Like the Jewish people Moshe too was taken out of Egypt and he too had much to learn. The Moshe we meet at the burning bush is a very different Moshe we see on his return to Egypt. And that Moshe continues to grow as he takes the people to Sinai. Yet his unparalleled greatness meant that it was hard for him to accept the murmurings and sinning of the people. And in this task, a most difficult one it needs be noted, he never fully succeeded.

I would like to suggest that G-d never intended to destroy the people. Rather, His goal was to have Moshe come to their defence, to understand that they were all too human, that they would sin. By doing so he would be a more effective leader. “Go down”, G-d tells Moshe. Your place is not in the heavens with Me but with people who might dance around a golden calf. That was the job of Moshe and that is the job of every Jewish leader.

 

[1] Cognizant of how radical this idea is, Rabbi Avahu prefaces it by noting that the Torah itself is the source of this teaching as G-d says to Moshe “and now leave hold of Me”. Rabbi Avahu thus comments, “were the verse not written it would be forbidden to utter such [heresy]". A similar notion underlies our discussing G-d’s anger and any other emotion or feelings ascribed to G-d.

[2] Interestingly, this too does not appear in the text itself which states rather cryptically, “It was with evil intent that He delivered them, only to kill them off in the mountains and annihilate them from the face of the earth”.

It is only after the sin of the spies that Moshe, worried not about Egypt specifically but what all nations will say, makes the argument directly. “It must be because G-d was powerless to bring that people into the land promised them on oath that he slaughtered them in the wilderness” (Bamidbar 14:16). Nonetheless, it is quite logical that that is what Moshe meant here, something noted by the Ibn Ezra.

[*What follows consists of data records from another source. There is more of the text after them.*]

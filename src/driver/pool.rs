//! Flexvol pool management
//!
//! Each new qtree lands in a Flexvol whose attributes match the request
//! exactly and whose qtree fan-out is below the cap. When no such Flexvol
//! exists, one is minted with fixed bootstrap values; any step failing after
//! creation triggers a best-effort destroy of the partial Flexvol.

use tracing::{debug, warn};

use crate::appliance::{FlexvolAttributes, FlexvolCreateRequest, SizeChange};
use crate::error::Result;

use super::{NasQtreeDriver, MAX_QTREES_PER_FLEXVOL};

// Bootstrap values for new Flexvols; the per-qtree attributes arrive later
// with each qtree, and the size is corrected on every Create.
const FLEXVOL_BOOTSTRAP_SIZE: &str = "1g";
const FLEXVOL_UNIX_PERMISSIONS: &str = "0700";
const FLEXVOL_SECURITY_STYLE: &str = "unix";

impl NasQtreeDriver {
    /// Find a Flexvol to contain a new qtree, or mint one.
    pub(crate) async fn ensure_flexvol_for_qtree(
        &self,
        attrs: &FlexvolAttributes,
    ) -> Result<String> {
        if let Some(flexvol) = self.get_flexvol_for_qtree(attrs).await? {
            return Ok(flexvol);
        }
        self.create_flexvol_for_qtree(attrs).await
    }

    /// Return a managed Flexvol matching `attrs` with room for another
    /// qtree. No match is not an error; multiple matches pick at random.
    pub(crate) async fn get_flexvol_for_qtree(
        &self,
        attrs: &FlexvolAttributes,
    ) -> Result<Option<String>> {
        let candidates = self
            .api
            .volume_list_by_attrs(&self.flexvol_name_prefix, attrs)
            .await?;

        // Weed out the Flexvols already at the fan-out cap
        let mut eligible = Vec::new();
        for name in candidates {
            let count = self.api.qtree_count(&name).await?;
            if count < MAX_QTREES_PER_FLEXVOL {
                eligible.push(name);
            }
        }

        Ok(match eligible.len() {
            0 => None,
            1 => Some(eligible.remove(0)),
            n => Some(eligible.swap_remove(self.entropy.pick(n))),
        })
    }

    /// Create, mount, and quota-prepare a new Flexvol for qtrees. Once this
    /// returns the Flexvol exists, is mounted, and has a default tree quota.
    pub(crate) async fn create_flexvol_for_qtree(
        &self,
        attrs: &FlexvolAttributes,
    ) -> Result<String> {
        let flexvol = format!("{}{}", self.flexvol_name_prefix, self.entropy.random_string(10));

        debug!(
            name = %flexvol,
            aggregate = %attrs.aggregate,
            size = FLEXVOL_BOOTSTRAP_SIZE,
            space_reserve = %attrs.space_reserve,
            snapshot_policy = %attrs.snapshot_policy,
            snapshot_dir = attrs.snapshot_dir,
            export_policy = %self.flexvol_export_policy,
            encryption = ?attrs.encryption,
            "Creating Flexvol for qtrees."
        );

        let request = FlexvolCreateRequest {
            name: flexvol.clone(),
            aggregate: attrs.aggregate.clone(),
            size: FLEXVOL_BOOTSTRAP_SIZE.to_string(),
            space_reserve: attrs.space_reserve.clone(),
            snapshot_policy: attrs.snapshot_policy.clone(),
            unix_permissions: FLEXVOL_UNIX_PERMISSIONS.to_string(),
            export_policy: self.flexvol_export_policy.clone(),
            security_style: FLEXVOL_SECURITY_STYLE.to_string(),
            encrypt: attrs.encryption,
        };
        self.api.volume_create(&request).await?;

        // Disable '.snapshot' as needed
        if !attrs.snapshot_dir {
            if let Err(err) = self
                .api
                .volume_disable_snapshot_directory_access(&flexvol)
                .await
            {
                self.rollback_flexvol(&flexvol).await;
                return Err(err.into());
            }
        }

        // Mount the volume at its own junction
        if let Err(err) = self.api.volume_mount(&flexvol, &format!("/{}", flexvol)).await {
            self.rollback_flexvol(&flexvol).await;
            return Err(err.into());
        }

        // If LS mirrors are present on the SVM root volume, update them so
        // clients can see the new junction
        if let Err(err) = self.api.refresh_load_sharing_mirrors().await {
            warn!(error = %err, "Could not refresh load-sharing mirrors.");
        }

        // Create the default quota rule so we can use quota-resize for new
        // qtrees
        if let Err(err) = self.add_default_quota_for_flexvol(&flexvol).await {
            self.rollback_flexvol(&flexvol).await;
            return Err(err);
        }

        Ok(flexvol)
    }

    /// Best-effort destroy of a partially bootstrapped Flexvol.
    async fn rollback_flexvol(&self, flexvol: &str) {
        if let Err(err) = self.api.volume_destroy(flexvol, true).await {
            warn!(flexvol = %flexvol, error = %err, "Could not destroy partial Flexvol.");
        }
    }

    /// Compute the Flexvol size that accommodates all existing disk-limit
    /// quotas plus a new qtree, scaled by the snapshot reserve.
    pub(crate) async fn optimal_size_for_flexvol(
        &self,
        flexvol: &str,
        new_qtree_size_bytes: u64,
    ) -> Result<u64> {
        let info = self.api.volume_get(flexvol).await?;
        let snap_reserve_multiplier = 1.0 + (info.snapshot_reserve_percent as f64 / 100.0);

        let total_disk_limit_bytes = self.total_hard_disk_limit_quota(flexvol).await?;

        let usable_bytes = (new_qtree_size_bytes + total_disk_limit_bytes) as f64;
        let flexvol_size_bytes = (usable_bytes * snap_reserve_multiplier) as u64;

        debug!(
            flexvol = %flexvol,
            snap_reserve_multiplier,
            total_disk_limit_bytes,
            new_qtree_size_bytes,
            flexvol_size_bytes,
            "Calculated optimal size for Flexvol with new qtree."
        );

        Ok(flexvol_size_bytes)
    }

    /// Resize a Flexvol to fit one more qtree: preferred path is the
    /// absolute optimal size, fallback is relative growth.
    pub(crate) async fn resize_flexvol_for_qtree(
        &self,
        flexvol: &str,
        new_qtree_size_bytes: u64,
    ) -> Result<()> {
        match self.optimal_size_for_flexvol(flexvol, new_qtree_size_bytes).await {
            Ok(optimal_size_bytes) => {
                self.api
                    .set_volume_size(flexvol, SizeChange::Absolute(optimal_size_bytes))
                    .await?;
            }
            Err(err) => {
                warn!(error = %err, "Could not calculate optimal Flexvol size.");

                // Lacking the optimal size, just grow the Flexvol to contain
                // the new qtree
                self.api
                    .set_volume_size(flexvol, SizeChange::GrowBy(new_qtree_size_bytes))
                    .await?;
            }
        }
        Ok(())
    }
}
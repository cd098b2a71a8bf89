//! Host mount port
//!
//! Attach and Detach hand the NFS export path to this collaborator; how the
//! host actually mounts it (mount syscall, helper binary, CSI node plugin)
//! is not the driver's concern.

use std::collections::HashMap;
use std::sync::Arc;

use async_trait::async_trait;

use crate::error::Result;

/// Port for mounting NFS exports on the host.
#[async_trait]
pub trait Mounter: Send + Sync {
    /// Mount `export_path` (`<ip>:/<flexvol>/<qtree>`) at `mountpoint`.
    async fn mount(
        &self,
        export_path: &str,
        mountpoint: &str,
        options: &HashMap<String, String>,
    ) -> Result<()>;

    /// Unmount whatever is mounted at `mountpoint`.
    async fn unmount(&self, mountpoint: &str) -> Result<()>;
}

pub type MounterRef = Arc<dyn Mounter>;

/// Mounter that records calls instead of touching the host.
#[cfg(test)]
pub(crate) struct RecordingMounter {
    mounts: std::sync::Mutex<Vec<(String, String)>>,
    unmounts: std::sync::Mutex<Vec<String>>,
}

#[cfg(test)]
impl RecordingMounter {
    pub(crate) fn new() -> Arc<Self> {
        Arc::new(Self {
            mounts: std::sync::Mutex::new(Vec::new()),
            unmounts: std::sync::Mutex::new(Vec::new()),
        })
    }

    pub(crate) fn mounts(&self) -> Vec<(String, String)> {
        self.mounts.lock().unwrap().clone()
    }

    pub(crate) fn unmounts(&self) -> Vec<String> {
        self.unmounts.lock().unwrap().clone()
    }
}

#[cfg(test)]
#[async_trait]
impl Mounter for RecordingMounter {
    async fn mount(
        &self,
        export_path: &str,
        mountpoint: &str,
        _options: &HashMap<String, String>,
    ) -> Result<()> {
        self.mounts
            .lock()
            .unwrap()
            .push((export_path.to_string(), mountpoint.to_string()));
        Ok(())
    }

    async fn unmount(&self, mountpoint: &str) -> Result<()> {
        self.unmounts.lock().unwrap().push(mountpoint.to_string());
        Ok(())
    }
}
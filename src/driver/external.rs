//! Orchestrator-facing surface
//!
//! Everything the surrounding orchestrator asks of a driver besides
//! provisioning: pool capability offers, volume-name mapping, access-info
//! followup, config persistence and redaction, and external volume
//! enumeration (single and streaming).

use std::collections::{BTreeMap, HashMap};

use tokio::sync::mpsc;
use tracing::warn;

use crate::appliance::{ApplianceFeature, FlexvolInfo, QtreeInfo, QuotaEntry};
use crate::config::DriverConfig;
use crate::error::{Error, Result};
use crate::volume::{
    self, AccessMode, Offer, Protocol, StorageBackend, VolumeConfig, VolumeExternal,
};

use super::NasQtreeDriver;

impl NasQtreeDriver {
    /// Fill in the orchestrator's record of this backend.
    pub fn get_storage_backend_specs(&self, backend: &mut StorageBackend) -> Result<()> {
        backend.name = format!("nasqtreepool_{}", self.config().data_lif);
        backend.pool_attributes = self.get_storage_pool_attributes();
        Ok(())
    }

    /// Capability offers for the pool this backend advertises.
    pub fn get_storage_pool_attributes(&self) -> BTreeMap<&'static str, Offer> {
        BTreeMap::from([
            (
                volume::BACKEND_TYPE,
                Offer::Strings(vec![self.name().to_string()]),
            ),
            (volume::SNAPSHOTS, Offer::Bool(false)),
            (volume::CLONES, Offer::Bool(false)),
            (
                volume::ENCRYPTION,
                Offer::Bool(self.api.supports_feature(ApplianceFeature::VolumeEncryption)),
            ),
            (
                volume::PROVISIONING_TYPE,
                Offer::Strings(vec!["thick".to_string(), "thin".to_string()]),
            ),
        ])
    }

    /// Flatten a volume config plus orchestrator attribute requests into the
    /// option map consumed by `create`.
    pub fn get_volume_opts(
        &self,
        vol_config: &VolumeConfig,
        requests: &HashMap<String, String>,
    ) -> HashMap<String, String> {
        let mut opts = requests.clone();
        if !vol_config.snapshot_policy.is_empty() {
            opts.insert("snapshotPolicy".to_string(), vol_config.snapshot_policy.clone());
        }
        if !vol_config.snapshot_dir.is_empty() {
            opts.insert("snapshotDir".to_string(), vol_config.snapshot_dir.clone());
        }
        if !vol_config.export_policy.is_empty() {
            opts.insert("exportPolicy".to_string(), vol_config.export_policy.clone());
        }
        if !vol_config.unix_permissions.is_empty() {
            opts.insert(
                "unixPermissions".to_string(),
                vol_config.unix_permissions.clone(),
            );
        }
        opts
    }

    /// The qtree name backing a user-visible volume name.
    pub fn get_internal_volume_name(&self, name: &str) -> String {
        format!("{}{}", self.storage_prefix(), name)
    }

    /// Stamp the internal name onto a volume config before creation.
    /// Returns whether a followup call is needed after creation.
    pub fn create_prepare(&self, vol_config: &mut VolumeConfig) -> bool {
        let _trace = self.trace("CreatePrepare");
        vol_config.internal_name = self.get_internal_volume_name(&vol_config.name);
        true
    }

    /// Record the NFS access coordinates for a freshly created volume.
    pub async fn create_followup(&self, vol_config: &mut VolumeConfig) -> Result<()> {
        let _trace = self.trace("CreateFollowup");

        // Determine which Flexvol contains the qtree
        let flexvol = self
            .api
            .qtree_exists(&vol_config.internal_name, &self.flexvol_name_prefix)
            .await?
            .ok_or_else(|| Error::VolumeNotFound {
                name: vol_config.internal_name.clone(),
            })?;

        vol_config.access_info.nfs_server_ip = self.config().data_lif.clone();
        vol_config.access_info.nfs_path =
            format!("/{}/{}", flexvol, vol_config.internal_name);

        Ok(())
    }

    pub fn get_protocol(&self) -> Protocol {
        Protocol::File
    }

    /// The config as persisted by the orchestrator's backend store.
    pub fn store_config(&self) -> DriverConfig {
        self.config().clone()
    }

    /// The config as shown to operators, with credentials redacted.
    pub fn get_external_config(&self) -> serde_json::Value {
        match serde_json::to_value(self.config()) {
            Ok(serde_json::Value::Object(mut fields)) => {
                for key in ["username", "password"] {
                    if fields.contains_key(key) {
                        fields.insert(
                            key.to_string(),
                            serde_json::Value::String("<REDACTED>".to_string()),
                        );
                    }
                }
                serde_json::Value::Object(fields)
            }
            _ => serde_json::Value::Null,
        }
    }

    /// All backend-side info about a single managed volume.
    pub async fn get_volume_external(&self, name: &str) -> Result<VolumeExternal> {
        let qtree = self.api.qtree_get(name, &self.flexvol_name_prefix).await?;
        let volume = self.api.volume_get(&qtree.flexvol).await?;
        let quota = self.api.quota_entry_get(&qtree.path()).await?;

        Ok(self.volume_external(&qtree, &volume, &quota))
    }

    /// Stream an external representation of every managed volume to
    /// `channel`, delivering failures as in-band records. The channel
    /// closes when this method returns.
    pub async fn get_volume_external_wrappers(
        &self,
        channel: mpsc::Sender<Result<VolumeExternal>>,
    ) {
        let _trace = self.trace("GetVolumeExternalWrappers");

        // Get all volumes matching the Flexvol prefix
        let volumes = match self.api.volume_get_all(&self.flexvol_name_prefix).await {
            Ok(volumes) => volumes,
            Err(err) => {
                let _ = channel.send(Err(err.into())).await;
                return;
            }
        };

        // Get all quotas in all Flexvols matching the Flexvol prefix
        let quotas = match self
            .api
            .quota_entry_list(&format!("{}*", self.flexvol_name_prefix))
            .await
        {
            Ok(quotas) => quotas,
            Err(err) => {
                let _ = channel.send(Err(err.into())).await;
                return;
            }
        };

        // Get all qtrees in all Flexvols matching the Flexvol prefix
        let qtrees = match self.api.qtree_get_all(&self.flexvol_name_prefix).await {
            Ok(qtrees) => qtrees,
            Err(err) => {
                let _ = channel.send(Err(err.into())).await;
                return;
            }
        };

        // Index volumes and quotas for correlation with qtrees
        let volume_map: BTreeMap<String, FlexvolInfo> = volumes
            .into_iter()
            .map(|volume| (volume.name.clone(), volume))
            .collect();
        let quota_map: BTreeMap<String, QuotaEntry> = quotas
            .into_iter()
            .map(|quota| (quota.target.clone(), quota))
            .collect();

        for qtree in qtrees {
            // Ignore Flexvol-level qtrees and anything outside the managed
            // namespace (including qtrees renamed for deletion)
            if qtree.name.is_empty() || !qtree.name.starts_with(self.storage_prefix()) {
                continue;
            }

            let Some(volume) = volume_map.get(&qtree.flexvol) else {
                warn!(qtree = %qtree.name, "Flexvol not found for qtree.");
                continue;
            };
            let Some(quota) = quota_map.get(&qtree.path()) else {
                warn!(qtree = %qtree.name, "Quota rule not found for qtree.");
                continue;
            };

            let external = self.volume_external(&qtree, volume, quota);
            if channel.send(Ok(external)).await.is_err() {
                // Receiver went away; nothing left to report to
                return;
            }
        }
    }

    /// Format backend-side volume info as the orchestrator's external
    /// representation.
    fn volume_external(
        &self,
        qtree: &QtreeInfo,
        volume: &FlexvolInfo,
        quota: &QuotaEntry,
    ) -> VolumeExternal {
        let name = qtree
            .name
            .strip_prefix(self.storage_prefix())
            .unwrap_or(&qtree.name)
            .to_string();

        let size_bytes = quota.disk_limit_kb.map(|kb| kb * 1024).unwrap_or(0);

        VolumeExternal {
            config: VolumeConfig {
                name,
                internal_name: qtree.name.clone(),
                size_bytes,
                protocol: Protocol::File,
                snapshot_policy: volume.snapshot_policy.clone(),
                export_policy: qtree.export_policy.clone(),
                snapshot_dir: volume.snapshot_dir_access_enabled.to_string(),
                unix_permissions: qtree.unix_permissions.clone(),
                access_mode: AccessMode::ReadWriteMany,
                access_info: Default::default(),
            },
            pool: volume.aggregate.clone(),
        }
    }
}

[3] There are many possible translations for vayenachem. A perusal of the translations on Sefaria includes relented, renounced, repented, reconsidered and gave comfort, each providing a different nuance. In any event the use of this particular word highlights that G-d completely accepted Moshe’s arguments as this was the same word Moshe used in demanding G-d forgive the people.שׁ֚וּב מֵחֲר֣וֹן אַפֶּ֔ךָ וְהִנָּחֵ֥ם עַל־הָרָעָ֖ה לְעַמֶּֽךָ׃

[4] Our Sages do argue that Moshe acted properly in destroying the tablets and was even thanked by G-d Himself. Nonetheless, there are 70 faces to the Torah, and even if we accept it was proper to smash the tablets that is very different from calling to kill the people.

[5] While Moshe’s actions are generally read in a positive light, Nechama Leibowitz quotes a rabbinic Midrash that it was this (unjustified) taking of human life that was the true reason he was denied entry to the Land.